More than ten years ago when The Sureshot was first published there was one main issue the editors had with my story; alcohol. They didn’t catch a hundred spelling and grammar errors, they weren’t interested in improving the story arch, nor character depth nor conflict resolutions. Nope. The biggest issue the chief editor had was that my characters drank alcohol.

I had not even thought about it when I wrote the story. The setting reflected medieval Europe and so when I wrote it I had characters drinking mead or ale. I didn’t do it to promote drinking. In fact, I didn’t even know why I wrote it like that except that in any story I ever heard of about medieval Europe, including most of the Disney stories, they drank alcoholic beverages. I didn’t know why, that’s just what they did. The editor said to take it out (they were Bible belt protestants) so I wrote generic “drink” in place of things like mead or ale.

I always thought the edit was stupid and continue to believe that. I did research on why people drank alcohol and mostly it was because of the lack of clean water, lack of refrigeration and besides, it can get your drunk!

It turns out that even today, many microbes live in water. Bacteria cause millions to get sick and many of those to die every year in the 21st century. In the days before bottled and purified water, only boiled water was safe and who wanted to boil water every time you were thirsty?
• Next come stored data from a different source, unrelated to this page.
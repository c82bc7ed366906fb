//! Events queued for actors.

use crate::types::{Direction, ElevatorId, Floor};

/// What a rider observed.
#[derive(Debug, Clone, Copy, PartialEq, Eq)]
pub enum RiderEventKind {
    /// Doors of an elevator opened
    DoorsOpened,
    /// Doors of an elevator closed
    DoorsClosed,
    /// Display of an open elevator changed
    DirectionChanged,
}

/// Event delivered to riders on a floor or inside an elevator.
#[derive(Debug, Clone, Copy, PartialEq, Eq)]
pub struct RiderEvent {
    /// What happened
    pub kind: RiderEventKind,
    /// Floor it happened at
    pub floor: Floor,
    /// Elevator involved, if any
    pub elevator: Option<ElevatorId>,
    /// Display of that elevator when the event was posted
    pub direction: Direction,
}

/// What the controller observed.
#[derive(Debug, Clone, Copy, PartialEq, Eq)]
pub enum ControllerEventKind {
    /// An elevator stopped at its destination
    ElevatorArrived,
    /// Up hall button pressed
    UpButtonPressed,
    /// Down hall button pressed
    DownButtonPressed,
    /// Floor button pressed inside an elevator
    FloorButtonPressed,
    /// Every rider has finished
    RidersDone,
}

/// Event delivered to the controller.
#[derive(Debug, Clone, Copy, PartialEq, Eq)]
pub struct ControllerEvent {
    /// What happened
    pub kind: ControllerEventKind,
    /// Floor it concerns
    pub floor: Floor,
    /// Elevator it concerns; `None` for hall calls and `RidersDone`
    pub elevator: Option<ElevatorId>,
}

impl ControllerEvent {
    /// Create an event.
    pub fn new(kind: ControllerEventKind, floor: Floor, elevator: Option<ElevatorId>) -> Self {
        Self { kind, floor, elevator }
    }

    pub(crate) fn hall_call(kind: ControllerEventKind, floor: Floor) -> Self {
        Self::new(kind, floor, None)
    }

    pub(crate) fn riders_done() -> Self {
        Self::new(ControllerEventKind::RidersDone, 0, None)
    }

    /// Direction of a hall call, `Neither` for every other kind.
    pub fn call_direction(&self) -> Direction {
        match self.kind {
            ControllerEventKind::UpButtonPressed => Direction::Up,
            ControllerEventKind::DownButtonPressed => Direction::Down,
            _ => Direction::Neither,
        }
    }
}
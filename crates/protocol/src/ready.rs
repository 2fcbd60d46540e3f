//! One-way readiness flags
//!
//! A [`Readiness`] flips from not-ready to ready exactly once. Observers hold
//! a [`ReadySignal`] and can poll or await it.

use tokio::sync::watch;

#[derive(Debug)]
pub struct Readiness {
    tx: watch::Sender<bool>,
}

impl Readiness {
    pub fn new() -> Self {
        let (tx, _rx) = watch::channel(false);
        Self { tx }
    }

    /// Mark ready. Returns `true` only on the first transition.
    pub fn mark(&self) -> bool {
        self.tx.send_if_modified(|ready| {
            if *ready {
                false
            } else {
                *ready = true;
                true
            }
        })
    }

    pub fn is_ready(&self) -> bool {
        *self.tx.borrow()
    }

    pub fn signal(&self) -> ReadySignal {
        ReadySignal {
            rx: self.tx.subscribe(),
        }
    }
}

impl Default for Readiness {
    fn default() -> Self {
        Self::new()
    }
}

#[derive(Debug, Clone)]
pub struct ReadySignal {
    rx: watch::Receiver<bool>,
}

impl ReadySignal {
    pub fn is_ready(&self) -> bool {
        *self.rx.borrow()
    }

    /// Wait until ready. Returns `false` if the flag was dropped first.
    pub async fn wait(&mut self) -> bool {
        self.rx.wait_for(|ready| *ready).await.is_ok()
    }
}
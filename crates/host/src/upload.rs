//! Host side of the upload relay
//!
//! Pasted images arrive as `img` requests. Each one is stored off the session
//! loop; the outcome comes back as [`HostEvent::UploadFinished`].

use std::path::{Path, PathBuf};
use std::sync::Arc;

use async_trait::async_trait;
use md_web_protocol::UploadRequest;
use tokio::sync::mpsc;
use tracing::{debug, warn};
use uuid::Uuid;

use crate::persist::StoreError;
use crate::runtime::HostEvent;

/// Stores attachment bytes and returns a URI the document can reference
#[async_trait]
pub trait AttachmentStore: Send + Sync {
    async fn store(&self, document: &Path, mime: &str, data: Vec<u8>) -> Result<String, StoreError>;
}

/// Writes attachments into a directory next to the document
#[derive(Debug, Clone)]
pub struct FsAttachmentStore {
    assets_dir: String,
}

impl FsAttachmentStore {
    pub fn new(assets_dir: impl Into<String>) -> Self {
        Self {
            assets_dir: assets_dir.into(),
        }
    }

    fn directory(&self, document: &Path) -> PathBuf {
        document
            .parent()
            .unwrap_or_else(|| Path::new("."))
            .join(&self.assets_dir)
    }
}

pub fn extension_for(mime: &str) -> Option<&'static str> {
    match mime {
        "image/jpeg" => Some("jpg"),
        "image/svg+xml" => Some("svg"),
        _ => mime_guess::get_mime_extensions_str(mime).and_then(|exts| exts.first().copied()),
    }
}

#[async_trait]
impl AttachmentStore for FsAttachmentStore {
    async fn store(&self, document: &Path, mime: &str, data: Vec<u8>) -> Result<String, StoreError> {
        if data.is_empty() {
            return Err(StoreError::Empty);
        }
        if !mime.starts_with("image/") {
            return Err(StoreError::UnsupportedMime(mime.to_string()));
        }
        let ext = extension_for(mime).ok_or_else(|| StoreError::UnsupportedMime(mime.to_string()))?;

        let dir = self.directory(document);
        tokio::fs::create_dir_all(&dir)
            .await
            .map_err(|e| StoreError::io(&dir, e))?;

        let name = format!("{}.{ext}", Uuid::new_v4().simple());
        let path = dir.join(&name);
        tokio::fs::write(&path, data)
            .await
            .map_err(|e| StoreError::io(&path, e))?;

        Ok(format!("{}/{name}", self.assets_dir.trim_end_matches('/')))
    }
}

/// Store `request` on its own task and report back through `events`
pub fn spawn_store(
    store: Arc<dyn AttachmentStore>,
    document: PathBuf,
    request: UploadRequest,
    events: mpsc::UnboundedSender<HostEvent>,
) {
    let UploadRequest { token, mime, data } = request;
    tokio::spawn(async move {
        let size = data.len();
        let result = store
            .store(&document, &mime, data)
            .await
            .map_err(|e| e.to_string());
        match &result {
            Ok(uri) => debug!(token, size, uri = %uri, "attachment stored"),
            Err(reason) => warn!(token, mime = %mime, "attachment rejected: {}", reason),
        }
        let _ = events.send(HostEvent::UploadFinished { token, result });
    });
}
No one. Alcohol is fermented to the point where the yeast, as well as any bacteria, die. I even saw a video where some people used water from a duck pond to make beer. They measured the level and types of bacteria in the water before the fermentation process and it was essentially deadly. After they made the water to make beer there was zero bacteria in it. So it is simple, beer is much safer to drink.

Needless to say, I wrote alcohol back into the story so cheers!